Miracle Vine

So it seems that the answer to the epidemic of binge-drinking among teenagers and college kids is, literally, all around us, at least if you live in the South. According to the AP (via the Birmingham News), a Harvard researcher has discovered that pills made from kudzu, "that ubiquitous vine," can reduce the desire for alcohol. Apparently anecdotal evidence from China has suggested this effect for a while, and a 2003 study at the University of North Carolina found a similar phenomenon in rats, but now its efficacy in human, college-age drinkers has been definitively established.

It is, however, pretty funny that the story has been given an anti-alcoholic spin. As it turns out, the reason kudzu pills make you want fewer beers is that they increase blood alcohol levels, making you feel the effects of inebriation after fewer drinks than it would ordinarily take. That's right - kudzu makes you drunk faster, which somehow doesn't seem like such good news for the forces of temperance.
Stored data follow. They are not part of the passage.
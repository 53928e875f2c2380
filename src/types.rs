//! Core types for the scorebench experiment pipeline

use std::collections::BTreeMap;

use serde::{Deserialize, Serialize};

use crate::error::{Error, Result};

/// Raw audio data representation (mono, f32 samples)
#[derive(Debug, Clone)]
pub struct AudioData {
    /// Audio samples, normalized to [-1.0, 1.0]
    pub samples: Vec<f32>,
    /// Sample rate in Hz (e.g., 16000)
    pub sample_rate: u32,
}

impl AudioData {
    pub fn duration_secs(&self) -> f64 {
        self.samples.len() as f64 / self.sample_rate as f64
    }
}

/// A voice-active span on the source waveform's timeline, in seconds.
#[derive(Debug, Clone, Copy, PartialEq)]
pub struct Interval {
    pub start: f64,
    pub end: f64,
}

impl Interval {
    pub fn new(start: f64, end: f64) -> Self {
        Self { start, end }
    }

    pub fn duration(self) -> f64 {
        self.end - self.start
    }
}

/// Experiment configuration parsed from JSON: a set of named stacks.
#[derive(Debug, Clone, Deserialize)]
pub struct ExperimentConfig {
    pub stacks: BTreeMap<String, StackConfig>,
}

impl ExperimentConfig {
    pub fn validate(&self) -> Result<()> {
        if self.stacks.is_empty() {
            return Err(Error::configuration(
                "stacks",
                "experiment must define at least one stack",
            ));
        }
        for stack in self.stacks.values() {
            stack.validate()?;
        }
        Ok(())
    }
}

/// One experiment stack: a segmenter, one or more feature extractors, and a
/// scoring model, each resolved by name through the component registry.
#[derive(Debug, Clone, Deserialize)]
pub struct StackConfig {
    #[serde(alias = "vad")]
    pub vad_method: String,
    #[serde(default)]
    pub vad_params: VadParams,
    #[serde(alias = "features")]
    pub feature_methods: Vec<FeatureMethod>,
    #[serde(alias = "scoring")]
    pub scoring_method: String,
    #[serde(default)]
    pub scoring_params: ScoringParams,
}

impl StackConfig {
    pub fn validate(&self) -> Result<()> {
        if self.feature_methods.is_empty() {
            return Err(Error::configuration(
                "feature_methods",
                "stack must configure at least one feature extractor",
            ));
        }
        self.vad_params.validate()?;
        for method in &self.feature_methods {
            method.params.validate()?;
        }
        self.scoring_params.validate()?;
        Ok(())
    }
}

/// A feature extractor selection with its parameters.
#[derive(Debug, Clone, Deserialize)]
pub struct FeatureMethod {
    pub name: String,
    #[serde(default)]
    pub params: FeatureParams,
}

/// Segmenter tuning shared by all frame classifiers.
#[derive(Debug, Clone, Deserialize)]
pub struct VadParams {
    /// Frame length in milliseconds (classifier frames, not analysis frames)
    #[serde(default = "default_frame_duration_ms", alias = "frame_size")]
    pub frame_duration_ms: u32,
    /// 0 = most permissive, 3 = most restrictive
    #[serde(default = "default_aggressiveness", alias = "aggressive_level")]
    pub aggressiveness: u8,
    /// Intervals closer than this gap (seconds) are merged
    #[serde(default = "default_merge_gap")]
    pub merge_gap_secs: f64,
    /// Amplitude threshold for the energy classifier
    #[serde(default = "default_energy_threshold")]
    pub energy_threshold: f32,
}

impl VadParams {
    pub fn validate(&self) -> Result<()> {
        if self.frame_duration_ms == 0 {
            return Err(Error::configuration(
                "frame_duration_ms",
                "must be greater than zero",
            ));
        }
        if self.aggressiveness > 3 {
            return Err(Error::configuration(
                "aggressiveness",
                format!("must be 0-3, got {}", self.aggressiveness),
            ));
        }
        if self.merge_gap_secs < 0.0 {
            return Err(Error::configuration(
                "merge_gap_secs",
                "must be non-negative",
            ));
        }
        Ok(())
    }
}

impl Default for VadParams {
    fn default() -> Self {
        Self {
            frame_duration_ms: default_frame_duration_ms(),
            aggressiveness: default_aggressiveness(),
            merge_gap_secs: default_merge_gap(),
            energy_threshold: default_energy_threshold(),
        }
    }
}

/// Feature extractor tuning.
#[derive(Debug, Clone, Deserialize)]
pub struct FeatureParams {
    /// Base feature width (e.g., number of MFCC coefficients)
    #[serde(default = "default_n_base", alias = "n_mfcc")]
    pub n_base: usize,
    /// Analysis window length in seconds
    #[serde(default = "default_window_secs", alias = "window_size")]
    pub window_secs: f64,
    /// Hop between analysis windows in seconds
    #[serde(default = "default_hop_secs", alias = "hop_length")]
    pub hop_secs: f64,
    #[serde(default = "default_true")]
    pub include_delta: bool,
    #[serde(default = "default_true")]
    pub include_delta_delta: bool,
    /// Pre-emphasis coefficient; 0 disables the filter
    #[serde(default = "default_preemphasis")]
    pub preemphasis: f64,
}

impl FeatureParams {
    pub fn validate(&self) -> Result<()> {
        if self.n_base == 0 {
            return Err(Error::configuration("n_base", "must be greater than zero"));
        }
        if self.window_secs <= 0.0 {
            return Err(Error::configuration(
                "window_secs",
                format!("must be positive, got {}", self.window_secs),
            ));
        }
        if self.hop_secs <= 0.0 {
            return Err(Error::configuration(
                "hop_secs",
                format!("must be positive, got {}", self.hop_secs),
            ));
        }
        Ok(())
    }
}

impl Default for FeatureParams {
    fn default() -> Self {
        Self {
            n_base: default_n_base(),
            window_secs: default_window_secs(),
            hop_secs: default_hop_secs(),
            include_delta: true,
            include_delta_delta: true,
            preemphasis: default_preemphasis(),
        }
    }
}

/// Scoring model tuning. Serializes into the persisted model metadata.
#[derive(Debug, Clone, Serialize, Deserialize)]
pub struct ScoringParams {
    #[serde(default = "default_n_estimators")]
    pub n_estimators: usize,
    /// None means unbounded tree depth
    #[serde(default = "default_max_depth")]
    pub max_depth: Option<usize>,
    #[serde(default = "default_min_samples_split")]
    pub min_samples_split: usize,
    #[serde(default)]
    pub feature_selection: bool,
    #[serde(default)]
    pub n_features_to_select: Option<usize>,
    #[serde(default = "default_cv_folds", alias = "cv")]
    pub cv_folds: usize,
}

impl ScoringParams {
    pub fn validate(&self) -> Result<()> {
        if self.n_estimators == 0 {
            return Err(Error::configuration(
                "n_estimators",
                "must be greater than zero",
            ));
        }
        if self.min_samples_split < 2 {
            return Err(Error::configuration(
                "min_samples_split",
                "must be at least 2",
            ));
        }
        if self.cv_folds < 2 {
            return Err(Error::configuration("cv_folds", "must be at least 2"));
        }
        if let Some(n) = self.n_features_to_select {
            if n == 0 {
                return Err(Error::configuration(
                    "n_features_to_select",
                    "must be greater than zero when set",
                ));
            }
        }
        Ok(())
    }
}

impl Default for ScoringParams {
    fn default() -> Self {
        Self {
            n_estimators: default_n_estimators(),
            max_depth: default_max_depth(),
            min_samples_split: default_min_samples_split(),
            feature_selection: false,
            n_features_to_select: None,
            cv_folds: default_cv_folds(),
        }
    }
}

fn default_frame_duration_ms() -> u32 {
    30
}

fn default_aggressiveness() -> u8 {
    2
}

fn default_merge_gap() -> f64 {
    0.2
}

fn default_energy_threshold() -> f32 {
    0.05
}

fn default_n_base() -> usize {
    13
}

fn default_window_secs() -> f64 {
    0.025
}

fn default_hop_secs() -> f64 {
    0.010
}

fn default_preemphasis() -> f64 {
    0.97
}

fn default_true() -> bool {
    true
}

fn default_n_estimators() -> usize {
    100
}

fn default_max_depth() -> Option<usize> {
    Some(10)
}

fn default_min_samples_split() -> usize {
    5
}

fn default_cv_folds() -> usize {
    5
}

#[cfg(test)]
mod tests {
    use super::*;

    #[test]
    fn parse_stack_config_with_aliases() {
        let json = r#"{
            "vad": "earshot",
            "vad_params": {"frame_size": 20, "aggressive_level": 3},
            "features": [
                {"name": "mfcc", "params": {"n_mfcc": 13, "include_delta": false}}
            ],
            "scoring": "rf_regressor",
            "scoring_params": {"n_estimators": 50, "cv": 3}
        }"#;
        let stack: StackConfig = serde_json::from_str(json).unwrap();
        stack.validate().unwrap();
        assert_eq!(stack.vad_params.frame_duration_ms, 20);
        assert_eq!(stack.vad_params.aggressiveness, 3);
        assert_eq!(stack.feature_methods.len(), 1);
        assert!(!stack.feature_methods[0].params.include_delta);
        assert_eq!(stack.scoring_params.cv_folds, 3);
    }

    #[test]
    fn rejects_out_of_range_aggressiveness() {
        let params = VadParams {
            aggressiveness: 4,
            ..VadParams::default()
        };
        assert!(params.validate().is_err());
    }

    #[test]
    fn rejects_non_positive_window() {
        let params = FeatureParams {
            window_secs: 0.0,
            ..FeatureParams::default()
        };
        assert!(params.validate().is_err());
    }

    #[test]
    fn rejects_empty_feature_list() {
        let json = r#"{
            "vad_method": "energy",
            "feature_methods": [],
            "scoring_method": "rf_regressor"
        }"#;
        let stack: StackConfig = serde_json::from_str(json).unwrap();
        assert!(stack.validate().is_err());
    }
}
use ndarray::{Array1, Array2, Axis};

const EPSILON: f64 = 1e-12;

/// Regression-based temporal derivative of a per-frame feature matrix
/// (rows are frames). Edge frames reuse the nearest valid row.
pub(crate) fn delta_matrix(input: &Array2<f64>, window: usize) -> Array2<f64> {
    if input.is_empty() {
        return Array2::zeros((0, input.len_of(Axis(1))));
    }
    let frames = input.len_of(Axis(0));
    let coeffs = input.len_of(Axis(1));
    let mut output = Array2::zeros((frames, coeffs));
    let denominator = 2.0_f64
        * (1..=window)
            .map(|n| (n * n) as f64)
            .sum::<f64>()
            .max(EPSILON);

    for t in 0..frames {
        let mut numerator = Array1::zeros(coeffs);
        for n in 1..=window {
            let prev_idx = t.saturating_sub(n);
            let next_idx = (t + n).min(frames - 1);
            let prev = input.row(prev_idx);
            let next = input.row(next_idx);
            let diff = (&next - &prev).to_owned() * (n as f64);
            numerator += &diff;
        }
        output.row_mut(t).assign(&(&numerator / denominator));
    }

    output
}
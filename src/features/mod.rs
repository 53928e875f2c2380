//! Acoustic feature extraction over voice-active segments.

mod delta;
mod mfcc;
mod spectral;

use ndarray::Array2;

pub use mfcc::MfccExtractor;
pub use spectral::SpectralExtractor;

use crate::types::Interval;

/// One row per analysis frame, one column per feature dimension.
pub type FeatureMatrix = Array2<f64>;

/// Features for a single voice-active segment plus its duration in seconds.
#[derive(Debug, Clone)]
pub struct SegmentFeatures {
    pub matrix: FeatureMatrix,
    pub duration: f64,
}

/// Per-frame acoustic feature computation over a waveform span.
///
/// Implementations are constructed (and validated) once per stack through the
/// component registry and hold no per-call state.
pub trait FeatureExtractor {
    /// Registry key, also used to derive dataset feature names.
    fn name(&self) -> &str;

    /// Output width: base width times (1 + delta + delta-delta).
    fn feature_dimension(&self) -> usize;

    /// Shortest sample span the extractor can analyze (one window).
    fn min_samples(&self) -> usize;

    /// Sample rate the extractor was configured for.
    fn sample_rate(&self) -> u32;

    /// Compute the per-frame feature matrix for one contiguous span.
    fn extract(&self, samples: &[f32]) -> FeatureMatrix;

    /// Extract features for each interval of a waveform.
    ///
    /// Intervals whose sample span is shorter than one analysis window are
    /// silently skipped; callers observe the skip through the shorter output.
    fn extract_from_segments(
        &self,
        samples: &[f32],
        intervals: &[Interval],
    ) -> Vec<SegmentFeatures> {
        let sr = self.sample_rate() as f64;
        let mut features = Vec::new();
        for interval in intervals {
            let start = ((interval.start * sr) as usize).min(samples.len());
            let end = ((interval.end * sr) as usize).min(samples.len());
            let span = &samples[start..end];
            if span.len() < self.min_samples() {
                continue;
            }
            features.push(SegmentFeatures {
                matrix: self.extract(span),
                duration: interval.duration(),
            });
        }
        features
    }
}

pub(crate) fn matrix_from_rows(rows: &[Vec<f64>]) -> FeatureMatrix {
    if rows.is_empty() {
        return Array2::zeros((0, 0));
    }
    let n_rows = rows.len();
    let n_cols = rows[0].len();
    let mut flat = Vec::with_capacity(n_rows * n_cols);
    for row in rows {
        flat.extend(row.iter().copied());
    }
    Array2::from_shape_vec((n_rows, n_cols), flat).expect("rectangular spectrogram")
}

/// Pre-emphasis filter `y[t] = x[t] - k * x[t-1]`, `y[0] = x[0]`.
pub(crate) fn preemphasis(samples: &[f32], k: f64) -> Vec<f64> {
    let mut out = Vec::with_capacity(samples.len());
    let mut previous = 0.0_f64;
    for (i, sample) in samples.iter().enumerate() {
        let current = *sample as f64;
        if i == 0 {
            out.push(current);
        } else {
            out.push(current - k * previous);
        }
        previous = current;
    }
    out
}

#[cfg(test)]
mod tests {
    use super::*;
    use approx::assert_abs_diff_eq;

    #[test]
    fn preemphasis_keeps_first_sample() {
        let out = preemphasis(&[1.0, 1.0, 1.0], 0.97);
        assert_abs_diff_eq!(out[0], 1.0, epsilon = 1e-12);
        assert_abs_diff_eq!(out[1], 0.03, epsilon = 1e-9);
        assert_abs_diff_eq!(out[2], 0.03, epsilon = 1e-9);
    }

    #[test]
    fn matrix_from_rows_preserves_shape() {
        let rows = vec![vec![1.0, 2.0], vec![3.0, 4.0], vec![5.0, 6.0]];
        let matrix = matrix_from_rows(&rows);
        assert_eq!(matrix.shape(), &[3, 2]);
        assert_eq!(matrix[[2, 1]], 6.0);
    }
}
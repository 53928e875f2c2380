use ndarray::{Array2, Axis};
use serde::{Deserialize, Serialize};

/// Per-column z-score scaling fitted on the training matrix.
#[derive(Debug, Clone, Serialize, Deserialize)]
pub struct StandardScaler {
    mean: Vec<f64>,
    std: Vec<f64>,
}

impl StandardScaler {
    pub fn fit(x: &Array2<f64>) -> Self {
        let n_rows = x.len_of(Axis(0)).max(1) as f64;
        let n_cols = x.len_of(Axis(1));
        let mut mean = vec![0.0; n_cols];
        let mut std = vec![1.0; n_cols];
        for col in 0..n_cols {
            let column = x.index_axis(Axis(1), col);
            let m = column.sum() / n_rows;
            let variance = column.iter().map(|v| (v - m).powi(2)).sum::<f64>() / n_rows;
            mean[col] = m;
            let s = variance.sqrt();
            // constant columns pass through unscaled
            std[col] = if s == 0.0 { 1.0 } else { s };
        }
        Self { mean, std }
    }

    pub fn transform(&self, x: &Array2<f64>) -> Array2<f64> {
        let mut out = x.clone();
        for mut row in out.axis_iter_mut(Axis(0)) {
            for (col, value) in row.iter_mut().enumerate() {
                *value = (*value - self.mean[col]) / self.std[col];
            }
        }
        out
    }
}
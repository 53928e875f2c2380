use ndarray::{Array1, Array2, Axis};
use serde::{Deserialize, Serialize};

use super::forest::{ForestParams, RandomForestRegressor};

/// Probe forest used to rank features during elimination
const PROBE_PARAMS: ForestParams = ForestParams {
    n_estimators: 10,
    max_depth: None,
    min_samples_split: 2,
};

/// Recursive feature elimination: repeatedly refits a small probe forest and
/// drops the least important feature until the target width is reached.
#[derive(Debug, Clone, Serialize, Deserialize)]
pub struct RfeSelector {
    support: Vec<bool>,
}

impl RfeSelector {
    pub fn fit(x: &Array2<f64>, y: &Array1<f64>, n_to_select: usize, seed: u64) -> Self {
        let n_features = x.len_of(Axis(1));
        let mut support = vec![true; n_features];
        let mut active = n_features;

        while active > n_to_select.max(1) {
            let columns: Vec<usize> = support
                .iter()
                .enumerate()
                .filter_map(|(i, keep)| keep.then_some(i))
                .collect();
            let reduced = x.select(Axis(1), &columns);
            let probe = RandomForestRegressor::fit(&reduced, y, PROBE_PARAMS, seed);
            let importances = probe.feature_importances();

            let weakest = importances
                .iter()
                .enumerate()
                .min_by(|a, b| a.1.partial_cmp(b.1).expect("finite importances"))
                .map(|(i, _)| columns[i])
                .expect("at least one active feature");
            support[weakest] = false;
            active -= 1;
        }

        Self { support }
    }

    /// Keep the selected columns, in their original order.
    pub fn transform(&self, x: &Array2<f64>) -> Array2<f64> {
        let columns: Vec<usize> = self
            .support
            .iter()
            .enumerate()
            .filter_map(|(i, keep)| keep.then_some(i))
            .collect();
        x.select(Axis(1), &columns)
    }

    pub fn support(&self) -> &[bool] {
        &self.support
    }

    pub fn n_selected(&self) -> usize {
        self.support.iter().filter(|keep| **keep).count()
    }
}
Kudzu, normally seen as an invasive nuisance, does have its uses (and an "amazing story"), but this seems to open up new avenues.

Perhaps we can look forward to a new Southern tourist industry based on picturesque kudzu vineyards and relaxing weekend leaf-tasting tours for bourgeois vacationers.

Or maybe a darker future awaits us. Instead of sniffing glue, will juvenile delinquents hang around chewing kudzu leaves? How long before the rural South teems with kudzu-pill-making labs, our inner cities with smoky, crime-infested kudzu dens inhabited by the lost and desperate?

Also: how does one get picked as a subject for one of these experiments?

Researcher Scott Lukas, with Harvard-affiliated McLean Hospital, had no trouble finding volunteers for the study, which required them to hang out in an "apartment" complete with television, recliner and fridge stocked with beer. This apartment-style laboratory was set up in the hospital, and the volunteers were told to spend a 90-minute session drinking beer and watching TV.

Those who took kudzu pills drank an average of 1.8 beers per session, compared with the 3.5 beers consumed by those who took a placebo.